### REQUIRED WORK
From the line containing "let cg2 = 3.92e-5 * altitude_m + 0.0387;" down to the last line of the records below, give every line again without any change.

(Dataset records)
══════════
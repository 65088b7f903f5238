//! # Clear-Sky Irradiance
//!
//! Ineichen–Perez clear-sky model with the altitude corrections of the
//! original publication, plus the air-mass and extraterrestrial helpers the
//! transposition models share.
//!
//! References:
//! - Ineichen, P.; Perez, R. (2002). A new airmass independent formulation
//!   for the Linke turbidity coefficient. Solar Energy 73(3), 151-157.
//! - Kasten, F.; Young, A. T. (1989). Revised optical air mass tables and
//!   approximation formula. Applied Optics 28(22), 4735-4738.

use std::f64::consts::PI;

use crate::domain::IrradianceComponents;

/// Solar constant used for the extraterrestrial irradiance, W/m²
pub const SOLAR_CONSTANT: f64 = 1367.0;

/// Default Linke turbidity for a moderately clean mid-latitude atmosphere
pub const DEFAULT_LINKE_TURBIDITY: f64 = 3.0;

const SEA_LEVEL_PRESSURE_PA: f64 = 101_325.0;

/// Relative optical air mass (Kasten–Young 1989) for an apparent zenith.
///
/// Returns `None` when the sun is at or below the horizon.
pub fn relative_air_mass(zenith_deg: f64) -> Option<f64> {
    if !(0.0..90.0).contains(&zenith_deg) {
        return None;
    }
    let cos_z = zenith_deg.to_radians().cos();
    Some(1.0 / (cos_z + 0.50572 * (96.07995 - zenith_deg).powf(-1.6364)))
}

/// Standard-atmosphere surface pressure for an altitude in meters
pub fn pressure_at_altitude(altitude_m: f64) -> f64 {
    SEA_LEVEL_PRESSURE_PA * (1.0 - 2.25577e-5 * altitude_m).powf(5.25588)
}

/// Pressure-corrected air mass
pub fn absolute_air_mass(relative: f64, pressure_pa: f64) -> f64 {
    relative * pressure_pa / SEA_LEVEL_PRESSURE_PA
}

/// Extraterrestrial normal irradiance for a day of year (Spencer 1971)
pub fn extraterrestrial_irradiance(day_of_year: u32) -> f64 {
    let b = 2.0 * PI * (day_of_year as f64 - 1.0) / 365.0;
    SOLAR_CONSTANT
        * (1.000_11
            + 0.034_221 * b.cos()
            + 0.001_28 * b.sin()
            + 0.000_719 * (2.0 * b).cos()
            + 0.000_077 * (2.0 * b).sin())
}

/// Ineichen–Perez clear-sky irradiance.
///
/// All components are zero for a sun at or below the horizon.
pub fn ineichen(
    apparent_zenith_deg: f64,
    altitude_m: f64,
    day_of_year: u32,
    linke_turbidity: f64,
) -> IrradianceComponents {
    let Some(am_rel) = relative_air_mass(apparent_zenith_deg) else {
        return IrradianceComponents::ZERO;
    };
    let cos_z = apparent_zenith_deg.to_radians().cos().max(0.0);
    let am = absolute_air_mass(am_rel, pressure_at_altitude(altitude_m));
    let tl = linke_turbidity;
    let i0 = extraterrestrial_irradiance(day_of_year);

    let fh1 = (-altitude_m / 8000.0).exp();
    let fh2 = (-altitude_m / 1250.0).exp();
    let cg1 = 5.09e-5 * altitude_m + 0.868;
    let cg2 = 3.92e-5 * altitude_m + 0.0387;

    let ghi = (cg1 * i0 * cos_z * (-cg2 * am * (fh1 + fh2 * (tl - 1.0))).exp()).max(0.0);

    let b = 0.664 + 0.163 / fh1;
    let bnci = b * (-0.09 * am * (tl - 1.0)).exp() * i0;
    let bnci_2 = if cos_z > 0.0 {
        let ratio = (1.0 - (0.1 - 0.2 * (-tl).exp()) / (0.1 + 0.882 / fh1)) / cos_z;
        ghi * ratio.clamp(0.0, 1e20)
    } else {
        0.0
    };
    let dni = bnci.min(bnci_2).max(0.0);
    let dhi = (ghi - dni * cos_z).max(0.0);

    IrradianceComponents { ghi, dni, dhi }
}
══════════
### WRITTEN SOLUTION
    let cg2 = 3.92e-5 * altitude_m + 0.0387;

    let ghi = (cg1 * i0 * cos_z * (-cg2 * am * (fh1 + fh2 * (tl - 1.0))).exp()).max(0.0);

    let b = 0.664 + 0.163 / fh1;
    let bnci = b * (-0.09 * am * (tl - 1.0)).exp() * i0;
    let bnci_2 = if cos_z > 0.0 {
        let ratio = (1.0 - (0.1 - 0.2 * (-tl).exp()) / (0.1 + 0.882 / fh1)) / cos_z;
        ghi * ratio.clamp(0.0, 1e20)
    } else {
        0.0
    };
    let dni = bnci.min(bnci_2).max(0.0);
    let dhi = (ghi - dni * cos_z).max(0.0);

    IrradianceComponents { ghi, dni, dhi }
}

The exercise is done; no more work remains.